pub mod app;
pub mod commands;
use crate::infra::config::OutputConfig;
use anyhow::{Context, Result};
use chrono::{DateTime, FixedOffset, Local, TimeZone, Utc};
use log::{debug, info, warn};
use std::collections::BTreeMap;
use std::fs;
use std::io::{self, Write};
use std::path::{Path, PathBuf};
use tempfile::NamedTempFile;

#[cfg(feature = "clipboard-support")]
use clipboard::{ClipboardContext, ClipboardProvider};

pub trait OutputWriter {
    fn write(&self, content: &str) -> Result<()>;
}

/// Writes through a temporary file in the target directory, then renames over the target.
pub struct FileWriter {
    path: PathBuf,
}

impl FileWriter {
    pub fn new(path: impl Into<PathBuf>) -> Self {
        Self { path: path.into() }
    }
}

impl OutputWriter for FileWriter {
    fn write(&self, content: &str) -> Result<()> {
        debug!("Writing output to file: {}", self.path.display());
        write_file_atomic(&self.path, content)?;
        info!("Output written to file: {}", self.path.display());
        Ok(())
    }
}

pub fn write_file_atomic(path: &Path, content: &str) -> Result<()> {
    let dir = match path.parent() {
        Some(parent) if !parent.as_os_str().is_empty() => parent,
        _ => Path::new("."),
    };
    fs::create_dir_all(dir)
        .with_context(|| format!("Failed to create directory: {}", dir.display()))?;

    let mut temp_file = NamedTempFile::new_in(dir)
        .with_context(|| format!("Failed to create temporary file in: {}", dir.display()))?;
    temp_file
        .write_all(content.as_bytes())
        .context("Failed to write temporary file")?;
    temp_file
        .as_file()
        .sync_all()
        .context("Failed to fsync temporary file")?;
    temp_file
        .persist(path)
        .map_err(|e| e.error)
        .with_context(|| format!("Failed to write {}", path.display()))?;
    Ok(())
}

pub struct ConsoleWriter;

impl OutputWriter for ConsoleWriter {
    fn write(&self, content: &str) -> Result<()> {
        debug!("Writing output to console");
        let mut stdout = io::stdout().lock();
        stdout.write_all(content.as_bytes())?;
        stdout.flush()?;
        Ok(())
    }
}

pub struct ClipboardWriter;

#[cfg(feature = "clipboard-support")]
impl OutputWriter for ClipboardWriter {
    fn write(&self, content: &str) -> Result<()> {
        debug!("Writing output to clipboard");

        let mut ctx: ClipboardContext = match ClipboardProvider::new() {
            Ok(ctx) => ctx,
            Err(e) => {
                warn!("Failed to access clipboard: {}", e);
                return Err(anyhow::anyhow!("Failed to access clipboard: {}", e));
            }
        };

        match ctx.set_contents(content.to_owned()) {
            Ok(_) => {
                info!("Output copied to clipboard (size: {} bytes)", content.len());
                Ok(())
            }
            Err(e) => {
                warn!("Failed to copy to clipboard: {}", e);
                Err(anyhow::anyhow!("Failed to copy to clipboard: {}", e))
            }
        }
    }
}

#[cfg(not(feature = "clipboard-support"))]
impl OutputWriter for ClipboardWriter {
    fn write(&self, _content: &str) -> Result<()> {
        warn!("Clipboard support is not compiled in");
        anyhow::bail!("clipboard support is disabled in this build")
    }
}

/// Where a bundle goes.
#[derive(Debug, Clone, PartialEq, Eq)]
pub enum OutputTarget {
    Stdout,
    Clipboard,
    File(PathBuf),
}

pub fn create_writer(target: &OutputTarget) -> Box<dyn OutputWriter> {
    match target {
        OutputTarget::Stdout => Box::new(ConsoleWriter),
        OutputTarget::Clipboard => Box::new(ClipboardWriter),
        OutputTarget::File(path) => Box::new(FileWriter::new(path.clone())),
    }
}

/// Supplies `{counter}` values for output names.
pub trait CounterProvider {
    fn next(&mut self) -> Result<u32>;
}

/// Persists a run counter as a decimal integer in `<dir>/counter`.
pub struct FileCounter {
    dir: PathBuf,
}

impl FileCounter {
    pub fn new(dir: impl Into<PathBuf>) -> Self {
        Self { dir: dir.into() }
    }
}

impl CounterProvider for FileCounter {
    fn next(&mut self) -> Result<u32> {
        let path = self.dir.join("counter");
        let current = match fs::read_to_string(&path) {
            Ok(text) if text.trim().is_empty() => 0,
            Ok(text) => text
                .trim()
                .parse::<u32>()
                .with_context(|| format!("Failed to parse counter in {}", path.display()))?,
            Err(e) if e.kind() == io::ErrorKind::NotFound => 0,
            Err(e) => {
                return Err(e).with_context(|| format!("Failed to read {}", path.display()));
            }
        };
        let next = current + 1;
        write_file_atomic(&path, &format!("{next}\n"))?;
        Ok(next)
    }
}

/// Source of the bundle timestamp.
pub trait Clock {
    fn now(&self) -> DateTime<FixedOffset>;
}

/// Local time, or `SOURCE_DATE_EPOCH` (as UTC) when set to a valid integer.
pub struct SystemClock;

impl Clock for SystemClock {
    fn now(&self) -> DateTime<FixedOffset> {
        if let Ok(raw) = std::env::var("SOURCE_DATE_EPOCH") {
            match raw.trim().parse::<i64>().ok().and_then(|s| Utc.timestamp_opt(s, 0).single()) {
                Some(ts) => return ts.fixed_offset(),
                None => warn!("Ignoring invalid SOURCE_DATE_EPOCH {:?}", raw),
            }
        }
        Local::now().fixed_offset()
    }
}

pub struct FixedClock(pub DateTime<FixedOffset>);

impl Clock for FixedClock {
    fn now(&self) -> DateTime<FixedOffset> {
        self.0
    }
}

/// Replaces `{token}` occurrences with known values; unknown tokens stay as written.
pub fn apply_pattern_tokens(pattern: &str, values: &BTreeMap<&str, String>) -> String {
    let mut out = String::with_capacity(pattern.len());
    let mut rest = pattern;

    while let Some(start) = rest.find('{') {
        out.push_str(&rest[..start]);
        let after = &rest[start + 1..];
        let token_len = after
            .find(|c: char| !(c.is_ascii_alphanumeric() || c == '_'))
            .unwrap_or(after.len());

        if token_len > 0 && after[token_len..].starts_with('}') {
            let key = &after[..token_len];
            match values.get(key) {
                Some(value) => out.push_str(value),
                None => {
                    out.push('{');
                    out.push_str(key);
                    out.push('}');
                }
            }
            rest = &after[token_len + 1..];
        } else {
            out.push('{');
            rest = after;
        }
    }
    out.push_str(rest);
    collapse_separators(&out)
}

/// Collapses runs of `_`, `-` and `.` left behind by empty tokens, and trims them from both ends.
pub fn collapse_separators(name: &str) -> String {
    let mut out = String::with_capacity(name.len());
    let mut prev: Option<char> = None;
    for c in name.chars() {
        if matches!(c, '_' | '-' | '.') && prev == Some(c) {
            continue;
        }
        out.push(c);
        prev = Some(c);
    }
    out.trim_matches(|c| matches!(c, '_' | '-' | '.')).to_string()
}

/// Values for the default output name.
#[derive(Debug, Clone)]
pub struct NameParts<'a> {
    pub profile: &'a str,
    pub git_sha: &'a str,
    pub repo: &'a str,
    pub timestamp: DateTime<FixedOffset>,
}

/// `<root>/<output.dir>`, or `output.dir` itself when absolute.
pub fn output_dir(root: &Path, output: &OutputConfig) -> PathBuf {
    let dir = if output.dir.is_empty() { ".snip" } else { &output.dir };
    let dir = Path::new(dir);
    if dir.is_absolute() {
        dir.to_path_buf()
    } else {
        root.join(dir)
    }
}

pub fn default_file_name(
    pattern: &str,
    parts: &NameParts<'_>,
    counter: &mut dyn CounterProvider,
) -> Result<String> {
    let mut values: BTreeMap<&str, String> = BTreeMap::new();
    values.insert("ts", parts.timestamp.format("%Y%m%d-%H%M%S").to_string());
    values.insert("profile", parts.profile.to_string());
    values.insert("gitsha", parts.git_sha.to_string());
    values.insert("repo", parts.repo.to_string());
    values.insert("name", parts.repo.to_string());
    if pattern.contains("{counter}") {
        values.insert("counter", format!("{:03}", counter.next()?));
    }

    let mut name = apply_pattern_tokens(pattern, &values).replace(['/', '\\'], "_");
    if name.is_empty() {
        name = "snip".to_string();
    }
    if !name.to_ascii_lowercase().ends_with(".md") {
        name.push_str(".md");
    }
    Ok(name)
}

/// Writes the bundle under the output directory, plus the `latest` copy when configured.
pub fn write_default_output(
    root: &Path,
    output: &OutputConfig,
    parts: &NameParts<'_>,
    counter: &mut dyn CounterProvider,
    content: &str,
) -> Result<PathBuf> {
    let dir = output_dir(root, output);
    fs::create_dir_all(&dir)
        .with_context(|| format!("Failed to create output directory: {}", dir.display()))?;

    let name = default_file_name(&output.pattern, parts, counter)?;
    let path = dir.join(name);
    FileWriter::new(&path).write(content)?;

    if let Some(latest) = Path::new(&output.latest).file_name() {
        let latest_path = dir.join(latest);
        debug!("Updating latest copy at {}", latest_path.display());
        write_file_atomic(&latest_path, content)?;
    }
    Ok(path)
}

/// An explicit `--out` path, resolved against the working directory when relative.
pub fn resolve_explicit_output(path: &Path) -> Result<PathBuf> {
    std::path::absolute(path).with_context(|| format!("Failed to resolve {}", path.display()))
}
pub mod budget;
pub mod patterns;
pub mod plan;
pub mod render;
pub mod selector;
pub mod truncation;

• **Directions for this task**:
Copy out each line of the entries where the word "ClipboardWriter" is found.

• **Solution for this exercise**:
pub struct ClipboardWriter;
impl OutputWriter for ClipboardWriter {
impl OutputWriter for ClipboardWriter {
        OutputTarget::Clipboard => Box::new(ClipboardWriter),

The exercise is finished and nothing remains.